Zenflow - MR Transitions for Sleep and Relaxation

13 April 2026 6 mins read

An MR system that gradually transforms your room into a starry night sky, co-designed with pranayama practitioners to make breathing-based relaxation easier to sustain.

Stress and poor sleep are two of the most common complaints we hear about, and traditional relaxation practices like pranayama (breath-control exercises) work, but they require guidance, discipline, and a quiet environment that's often hard to sustain. VR relaxation apps exist as an alternative, but dropping someone straight into a fully virtual world can feel abrupt and disconnected from the gradual, embodied nature of meditative practice.

We wanted to see if the way you transition into an immersive experience matters as much as what's inside it. That question became Zenflow, an MR system that blends subtle visuals and breathing cues to gradually turn your real surroundings into a restorative virtual space, instead of just replacing them outright.

Co-designing with the people who actually teach this

Rather than guessing at what makes a relaxation experience work, we ran three 90-minute co-design workshops with five practitioners who teach pranayama professionally, including two clinical psychologists, a neuropsychologist, and two counselling psychologists, averaging 8.4 years of clinical experience between them.

Pencil sketch and digital sketch illustrating the MR environment and agent design, including the celestial backdrop, moon, and simplified guide character.

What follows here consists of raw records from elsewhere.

// Copyright 2025 eraflo
//
// Licensed under the Apache License, Version 2.0 (the "License");
// you may not use this file except in compliance with the License.
// You may obtain a copy of the License at
//
//     http://www.apache.org/licenses/LICENSE-2.0
//
// Unless required by applicable law or agreed to in writing, software
// distributed under the License is distributed on an "AS IS" BASIS,
// WITHOUT WARRANTIES OR CONDITIONS OF ANY KIND, either express or implied.
// See the License for the specific language governing permissions and
// limitations under the License.

//! Defines the error types for the fallible pipeline operations.

use std::fmt;

/// An error produced by the composite-matrix pipeline.
///
/// The legacy formulas silently divide in these situations and propagate
/// `Inf`/`NaN` through the caller's data; here they are surfaced as explicit
/// failures. Numerical output for valid inputs is unchanged.
#[derive(Debug, Clone, Copy, PartialEq, Eq)]
pub enum PipelineError {
    /// The composite matrix has a (numerically) zero determinant and cannot
    /// be inverted.
    SingularComposite,
    /// A projective divide was attempted on a point whose transformed `w` is
    /// zero, i.e. the point lies on the camera plane through the eye.
    DegenerateW,
}

impl fmt::Display for PipelineError {
    fn fmt(&self, f: &mut fmt::Formatter<'_>) -> fmt::Result {
        match self {
            PipelineError::SingularComposite => {
                write!(f, "composite matrix is singular and cannot be inverted")
            }
            PipelineError::DegenerateW => {
                write!(
                    f,
                    "projected point has zero w (point lies on the plane through the eye)"
                )
            }
        }
    }
}

impl std::error::Error for PipelineError {}
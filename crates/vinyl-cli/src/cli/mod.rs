mod commands;

use clap::Parser;
use vinyl_core::{VinylError, VinylErrorKind};

pub fn run_from_env() -> i32 {
    let args: Vec<String> = std::env::args().collect();
    match parse_and_dispatch(args) {
        Ok(code) => code,
        Err(error) => {
            eprintln!("{}", error.diagnostic_line());
            error.exit_code()
        }
    }
}

pub fn run<I, S>(args: I) -> Result<i32, CliError>
where
    I: IntoIterator<Item = S>,
    S: Into<String>,
{
    let full_args = std::iter::once("vinyl-rs".to_string())
        .chain(args.into_iter().map(Into::into))
        .collect::<Vec<_>>();
    parse_and_dispatch(full_args)
}

fn parse_and_dispatch(args: Vec<String>) -> Result<i32, CliError> {
    match Cli::try_parse_from(&args) {
        Ok(cli) => dispatch_parsed(cli.command),
        Err(err) => match err.kind() {
            clap::error::ErrorKind::DisplayHelp | clap::error::ErrorKind::DisplayVersion => {
                print!("{}", err);
                Ok(0)
            }
            _ => Err(CliError::Usage(err.to_string())),
        },
    }
}

#[derive(Parser)]
#[command(name = "vinyl-rs", about = "Calculator snapshot inspection tools")]
struct Cli {
    #[command(subcommand)]
    command: CliCommand,
}

#[derive(clap::Subcommand)]
enum CliCommand {
    /// Print a human-readable summary of a calculator snapshot
    Inspect(commands::InspectArgs),
    /// Check that a snapshot restores and round-trips losslessly
    Verify(commands::VerifyArgs),
}

fn dispatch_parsed(command: CliCommand) -> Result<i32, CliError> {
    match command {
        CliCommand::Inspect(args) => commands::run_inspect_command(args),
        CliCommand::Verify(args) => commands::run_verify_command(args),
    }
}

#[derive(Debug, thiserror::Error)]
pub enum CliError {
    #[error("{0}")]
    Usage(String),
    #[error("{0}")]
    Calculator(#[from] VinylError),
    #[error(transparent)]
    Internal(#[from] anyhow::Error),
}

impl CliError {
    pub fn exit_code(&self) -> i32 {
        match self {
            Self::Usage(_) => VinylErrorKind::Type.exit_code(),
            Self::Calculator(error) => error.exit_code(),
            Self::Internal(_) => VinylErrorKind::Io.exit_code(),
        }
    }

    /// One-line diagnostic in the kind-tagged format shared with the
    /// library. Internal failures keep their full context chain instead
    /// of being squeezed into a library variant.
    pub fn diagnostic_line(&self) -> String {
        match self {
            Self::Usage(message) => VinylError::InvalidField {
                field: "cli arguments",
                expected: "a valid command line",
                actual: message.clone(),
            }
            .diagnostic_line(),
            Self::Calculator(error) => error.diagnostic_line(),
            Self::Internal(error) => {
                format!("ERROR: [{}] {error:#}", VinylErrorKind::Io.as_str())
            }
        }
    }
}
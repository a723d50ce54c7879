//! Calculator abstraction layer for composable simulation backengines.
//!
//! A calculator consumes a collection of typed datasets, applies a named
//! parameter set, and produces typed output datasets. This crate provides
//! the validated entity model, the derivation (parameterized clone)
//! operator, versioned snapshot persistence, and the capability trait
//! concrete calculators implement (`init_parameters` / `backengine`).
//! Everything above a single calculator, such as instrument pipelines,
//! lives elsewhere.

pub mod calculator;
pub mod data;
pub mod domain;
pub mod parameters;

pub use calculator::{
    Calculator, CalculatorBuilder, CalculatorEntity, DeriveOverrides, FilenameSpec, InputSpec,
    KeySpec, SNAPSHOT_SUFFIX, TypeSpec,
};
pub use data::{Dataset, DatasetCollection, DatasetPayload, DatasetType};
pub use domain::{BackengineStatus, VinylError, VinylErrorKind, VinylResult};
pub use parameters::{Interval, Parameter, ParameterSet, ParameterValue};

A few of their calls shaped the whole system:

  • Night sky over forest or sunrise. We discussed nature scenes first, but the practitioners flagged real risks: enclosed forest canopies can trigger claustrophobic responses in trauma patients, and sunrise imagery reminded some patients of the workday ahead. A starry night sky, on the other hand, felt gentle, universally calming, and tied to when cortisol naturally drops.
  • No human-like guide. Early on we considered a mouth-animated avatar to mirror the user's breathing. The practitioners pushed back hard, worried a human-like presence could feel judged or socially distracting, especially for anyone dealing with social anxiety or depression. We landed on a small glowing orb instead: present, but never commanding, like "a peripheral nervous system extension."
  • Breathing guidance without instructions. Rather than telling users how to breathe, we built a simple pair of lines that slowly expand and contract at a calm, steady rhythm. Users can sync their own breath to it or ignore it entirely, no on-screen text, no voice prompts.

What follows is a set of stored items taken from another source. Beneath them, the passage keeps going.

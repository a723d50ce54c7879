//! Tunable parameters owned by a calculator.
//!
//! A parameter carries an optional value plus legality constraints:
//! closed intervals and option lists, each declared either all legal or
//! all illegal. Constraint priority on lookup: options, then intervals,
//! then the fall-through rule over the declared validities.

use crate::domain::{VinylError, VinylResult};
use serde::{Deserialize, Serialize};
use std::fmt::{Display, Formatter};

#[derive(Debug, Clone, PartialEq, Serialize, Deserialize)]
pub enum ParameterValue {
    Number(f64),
    Text(String),
    Flag(bool),
    NumberList(Vec<f64>),
}

impl ParameterValue {
    pub const fn as_number(&self) -> Option<f64> {
        match self {
            Self::Number(value) => Some(*value),
            _ => None,
        }
    }
}

impl Display for ParameterValue {
    fn fmt(&self, f: &mut Formatter<'_>) -> std::fmt::Result {
        match self {
            Self::Number(value) => write!(f, "{value}"),
            Self::Text(value) => f.write_str(value),
            Self::Flag(value) => write!(f, "{value}"),
            Self::NumberList(values) => {
                f.write_str("[")?;
                for (index, value) in values.iter().enumerate() {
                    if index > 0 {
                        f.write_str(", ")?;
                    }
                    write!(f, "{value}")?;
                }
                f.write_str("]")
            }
        }
    }
}

impl From<f64> for ParameterValue {
    fn from(value: f64) -> Self {
        Self::Number(value)
    }
}

impl From<i64> for ParameterValue {
    fn from(value: i64) -> Self {
        Self::Number(value as f64)
    }
}

impl From<i32> for ParameterValue {
    fn from(value: i32) -> Self {
        Self::Number(f64::from(value))
    }
}

impl From<bool> for ParameterValue {
    fn from(value: bool) -> Self {
        Self::Flag(value)
    }
}

impl From<&str> for ParameterValue {
    fn from(value: &str) -> Self {
        Self::Text(value.to_string())
    }
}

impl From<String> for ParameterValue {
    fn from(value: String) -> Self {
        Self::Text(value)
    }
}

impl From<Vec<f64>> for ParameterValue {
    fn from(values: Vec<f64>) -> Self {
        Self::NumberList(values)
    }
}

/// Closed interval; an absent bound is unbounded on that side.
#[derive(Debug, Clone, Copy, PartialEq, Serialize, Deserialize)]
pub struct Interval {
    pub min: Option<f64>,
    pub max: Option<f64>,
}

impl Interval {
    pub fn contains(self, value: f64) -> bool {
        self.min.map_or(true, |min| min <= value) && self.max.map_or(true, |max| value <= max)
    }
}

#[derive(Debug, Clone, PartialEq, Serialize, Deserialize)]
#[serde(rename_all = "camelCase")]
pub struct Parameter {
    name: String,
    unit: Option<String>,
    comment: Option<String>,
    value: Option<ParameterValue>,
    intervals: Vec<Interval>,
    intervals_are_legal: Option<bool>,
    options: Vec<ParameterValue>,
    options_are_legal: Option<bool>,
}

impl Parameter {
    pub fn new(name: impl Into<String>, unit: Option<&str>, comment: Option<&str>) -> Self {
        Self {
            name: name.into(),
            unit: unit.map(str::to_string),
            comment: comment.map(str::to_string),
            value: None,
            intervals: Vec::new(),
            intervals_are_legal: None,
            options: Vec::new(),
            options_are_legal: None,
        }
    }

    pub fn name(&self) -> &str {
        &self.name
    }

    pub fn unit(&self) -> Option<&str> {
        self.unit.as_deref()
    }

    pub fn comment(&self) -> Option<&str> {
        self.comment.as_deref()
    }

    pub fn value(&self) -> Option<&ParameterValue> {
        self.value.as_ref()
    }

    /// Adds a closed interval `[min, max]`; `None` bounds are unbounded.
    /// All intervals of one parameter must share the same validity.
    pub fn add_interval(
        &mut self,
        min: Option<f64>,
        max: Option<f64>,
        intervals_are_legal: bool,
    ) -> VinylResult<()> {
        match self.intervals_are_legal {
            None => self.intervals_are_legal = Some(intervals_are_legal),
            Some(declared) if declared != intervals_are_legal => {
                return Err(VinylError::MixedConstraintValidity {
                    name: self.name.clone(),
                    constraint: "intervals",
                });
            }
            Some(_) => {}
        }
        self.intervals.push(Interval { min, max });
        Ok(())
    }

    /// Adds an allowed (or forbidden) discrete value. Same validity rule
    /// as intervals.
    pub fn add_option(
        &mut self,
        option: impl Into<ParameterValue>,
        options_are_legal: bool,
    ) -> VinylResult<()> {
        match self.options_are_legal {
            None => self.options_are_legal = Some(options_are_legal),
            Some(declared) if declared != options_are_legal => {
                return Err(VinylError::MixedConstraintValidity {
                    name: self.name.clone(),
                    constraint: "options",
                });
            }
            Some(_) => {}
        }
        self.options.push(option.into());
        Ok(())
    }

    pub fn clear_intervals(&mut self) {
        self.intervals.clear();
        self.intervals_are_legal = None;
    }

    pub fn clear_options(&mut self) {
        self.options.clear();
        self.options_are_legal = None;
    }

    pub fn set_value(&mut self, value: impl Into<ParameterValue>) -> VinylResult<()> {
        let value = value.into();
        if !self.is_legal(&value) {
            return Err(VinylError::IllegalParameterValue {
                name: self.name.clone(),
                value: value.to_string(),
            });
        }
        self.value = Some(value);
        Ok(())
    }

    /// A list value is legal iff every element is legal.
    pub fn is_legal(&self, value: &ParameterValue) -> bool {
        match value {
            ParameterValue::NumberList(values) => values
                .iter()
                .all(|element| self.scalar_is_legal(&ParameterValue::Number(*element))),
            scalar => self.scalar_is_legal(scalar),
        }
    }

    fn scalar_is_legal(&self, value: &ParameterValue) -> bool {
        if let Some(options_are_legal) = self.options_are_legal {
            if self.options.iter().any(|option| option == value) {
                return options_are_legal;
            }
        }
        if let (Some(number), Some(intervals_are_legal)) =
            (value.as_number(), self.intervals_are_legal)
        {
            if self.intervals.iter().any(|interval| interval.contains(number)) {
                return intervals_are_legal;
            }
        }
        // Fall-through: a value outside every interval is legal only when
        // the intervals were forbidden ones; with no intervals at all it
        // is legal unless the options were an exhaustive allow-list.
        (self.intervals_are_legal == Some(false) && !self.intervals.is_empty())
            || (self.intervals.is_empty()
                && (self.options_are_legal != Some(true) || self.options.is_empty()))
    }

    /// One-line rendering for human-facing listings.
    pub fn summary_line(&self) -> String {
        let mut line = format!("{:<20}", self.name);
        if let Some(value) = &self.value {
            line.push_str(&format!("{:<12}", value.to_string()));
        }
        if let Some(unit) = &self.unit {
            line.push_str(&format!("[{unit}] "));
        }
        if let Some(comment) = &self.comment {
            line.push_str(comment);
        }
        line.trim_end().to_string()
    }
}

/// Ordered, name-unique bag of parameters owned by one calculator.
#[derive(Debug, Clone, Default, PartialEq, Serialize, Deserialize)]
pub struct ParameterSet {
    parameters: Vec<Parameter>,
}

impl ParameterSet {
    pub fn new() -> Self {
        Self::default()
    }

    pub fn add(&mut self, parameter: Parameter) -> VinylResult<()> {
        if self.contains(parameter.name()) {
            return Err(VinylError::DuplicateParameter {
                name: parameter.name().to_string(),
            });
        }
        self.parameters.push(parameter);
        Ok(())
    }

    /// Appends a fresh parameter and hands back a mutable handle for
    /// constraint and value setup.
    pub fn new_parameter(
        &mut self,
        name: &str,
        unit: Option<&str>,
        comment: Option<&str>,
    ) -> VinylResult<&mut Parameter> {
        self.add(Parameter::new(name, unit, comment))?;
        let index = self.parameters.len() - 1;
        Ok(&mut self.parameters[index])
    }

    pub fn get(&self, name: &str) -> Option<&Parameter> {
        self.parameters.iter().find(|parameter| parameter.name() == name)
    }

    pub fn get_mut(&mut self, name: &str) -> Option<&mut Parameter> {
        self.parameters
            .iter_mut()
            .find(|parameter| parameter.name() == name)
    }

    pub fn contains(&self, name: &str) -> bool {
        self.parameters.iter().any(|parameter| parameter.name() == name)
    }

    pub fn iter(&self) -> std::slice::Iter<'_, Parameter> {
        self.parameters.iter()
    }

    pub fn len(&self) -> usize {
        self.parameters.len()
    }

    pub fn is_empty(&self) -> bool {
        self.parameters.is_empty()
    }
}

impl<'a> IntoIterator for &'a ParameterSet {
    type Item = &'a Parameter;
    type IntoIter = std::slice::Iter<'a, Parameter>;

    fn into_iter(self) -> Self::IntoIter {
        self.iter()
    }
}

#[cfg(test)]
mod tests {
    use super::{Parameter, ParameterSet, ParameterValue};
    use crate::domain::{VinylError, VinylErrorKind};

    #[test]
    fn unconstrained_parameter_accepts_any_value() {
        let mut parameter = Parameter::new("photon_energy", Some("eV"), None);
        parameter.set_value(10.0).expect("value should be accepted");
        assert_eq!(parameter.value(), Some(&ParameterValue::Number(10.0)));
    }

    #[test]
    fn legal_interval_bounds_are_inclusive() {
        let mut parameter = Parameter::new("fraction", None, None);
        parameter
            .add_interval(Some(0.0), Some(1.0), true)
            .expect("first interval sets the validity");

        assert!(parameter.is_legal(&ParameterValue::Number(0.0)));
        assert!(parameter.is_legal(&ParameterValue::Number(1.0)));
        assert!(!parameter.is_legal(&ParameterValue::Number(1.5)));

        let error = parameter
            .set_value(-0.5)
            .expect_err("out-of-interval value must be rejected");
        assert_eq!(error.kind(), VinylErrorKind::Type);
    }

    #[test]
    fn open_ended_interval_is_unbounded_on_that_side() {
        let mut parameter = Parameter::new("temperature", Some("K"), None);
        parameter
            .add_interval(Some(0.0), None, true)
            .expect("interval should be registered");

        assert!(parameter.is_legal(&ParameterValue::Number(1.0e9)));
        assert!(!parameter.is_legal(&ParameterValue::Number(-1.0)));
    }

    #[test]
    fn illegal_interval_forbids_only_its_range() {
        let mut parameter = Parameter::new("gap", None, None);
        parameter
            .add_interval(Some(2.0), Some(3.0), false)
            .expect("interval should be registered");

        assert!(!parameter.is_legal(&ParameterValue::Number(2.5)));
        assert!(parameter.is_legal(&ParameterValue::Number(4.0)));
    }

    #[test]
    fn mixed_interval_validity_is_rejected() {
        let mut parameter = Parameter::new("mode", None, None);
        parameter
            .add_interval(Some(0.0), Some(1.0), true)
            .expect("first interval is fine");

        let error = parameter
            .add_interval(Some(2.0), Some(3.0), false)
            .expect_err("conflicting validity must fail");
        assert_eq!(
            error,
            VinylError::MixedConstraintValidity {
                name: "mode".to_string(),
                constraint: "intervals",
            }
        );
    }

    #[test]
    fn legal_options_form_an_allow_list() {
        let mut parameter = Parameter::new("detector", None, None);
        parameter
            .add_option("pnCCD", true)
            .expect("option should be registered");
        parameter
            .add_option("AGIPD", true)
            .expect("option should be registered");

        assert!(parameter.is_legal(&ParameterValue::Text("AGIPD".to_string())));
        assert!(!parameter.is_legal(&ParameterValue::Text("Jungfrau".to_string())));
    }

    #[test]
    fn number_list_is_legal_only_when_every_element_is() {
        let mut parameter = Parameter::new("samples", None, None);
        parameter
            .add_interval(Some(0.0), Some(10.0), true)
            .expect("interval should be registered");

        assert!(parameter.is_legal(&ParameterValue::NumberList(vec![1.0, 2.0, 3.0])));
        assert!(!parameter.is_legal(&ParameterValue::NumberList(vec![1.0, 11.0])));
    }

    #[test]
    fn parameter_set_rejects_duplicate_names() {
        let mut parameters = ParameterSet::new();
        parameters
            .new_parameter("times", None, Some("how many times to run"))
            .expect("first registration succeeds");

        let error = parameters
            .new_parameter("times", None, None)
            .expect_err("duplicate registration must fail");
        assert_eq!(
            error,
            VinylError::DuplicateParameter {
                name: "times".to_string()
            }
        );
        assert_eq!(parameters.len(), 1);
    }

    #[test]
    fn parameter_set_lookup_returns_registered_handles() {
        let mut parameters = ParameterSet::new();
        parameters
            .new_parameter("photon_energy", Some("eV"), Some("Photon energy"))
            .expect("registration succeeds")
            .set_value(6000.0)
            .expect("value is legal");

        let photon_energy = parameters.get("photon_energy").expect("parameter present");
        assert_eq!(photon_energy.value(), Some(&ParameterValue::Number(6000.0)));
        assert!(parameters.get("missing").is_none());
    }

    #[test]
    fn summary_line_lists_name_value_and_unit() {
        let mut parameter = Parameter::new("pulse_energy", Some("joule"), Some("Pulse energy"));
        parameter.set_value(0.001).expect("value is legal");

        let line = parameter.summary_line();
        assert!(line.starts_with("pulse_energy"));
        assert!(line.contains("0.001"));
        assert!(line.contains("[joule]"));
        assert!(line.ends_with("Pulse energy"));
    }
}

Making the transition itself the intervention

The technical core of Zenflow is the room transition. Using Meta's Mixed Reality Utility Kit (MRUK) on a Quest 3, the system scans the room for the ceiling, then applies a custom shader that gradually reveals a virtual night sky, starting from the center and expanding outward, timed to a specific point in the breathing guidance sequence. The Scene API keeps occlusion correct throughout, so if something physical passes between you and the glowing guide, it still looks right.

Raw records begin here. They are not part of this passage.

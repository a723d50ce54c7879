pub mod errors;

pub use errors::{VinylError, VinylErrorKind, VinylResult};

use std::fmt::{Display, Formatter};

/// Outcome reported by a concrete calculator's `backengine` run.
#[derive(Debug, Clone, Copy, PartialEq, Eq, Hash)]
pub enum BackengineStatus {
    Success,
    Failure,
}

impl BackengineStatus {
    pub const fn is_success(self) -> bool {
        matches!(self, Self::Success)
    }

    pub const fn as_str(self) -> &'static str {
        match self {
            Self::Success => "SUCCESS",
            Self::Failure => "FAILURE",
        }
    }
}

impl Display for BackengineStatus {
    fn fmt(&self, f: &mut Formatter<'_>) -> std::fmt::Result {
        f.write_str((*self).as_str())
    }
}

Zenflow's environmental transition: the guide appears, the room stays present at first, then the ceiling gradually opens into a starry night sky.

Does the transition actually help?

We tested two versions of Zenflow, one with the gradual environmental transition (ZFST) and one without it (ZF), against traditional Pranayama practice, in a three-week within-subjects study with 12 office workers. Each condition ran for a full week, with self-reported stress and sleep questionnaires (PSS-10, Leeds Sleep Evaluation Questionnaire) and objective data pulled from a Garmin Venu 3s worn every night.

The transition mattered. Zenflow with the gradual environmental shift led to significantly better self-reported sleep quality and better objective stress and sleep scores than the version without it, and held up well against traditional Pranayama, too. The main takeaways for us:

  • How you transition into an immersive space is a design variable in its own right, not just an implementation detail, it measurably affects relaxation outcomes.
  • Co-design with clinical practitioners early surfaced real risks (trauma triggers, uncanny-valley guides) we wouldn't have caught by iterating alone.
  • Restraint was the feature. No instructions, no anthropomorphic guide, no jarring cuts, just a slow, embodied shift users could opt into at their own pace.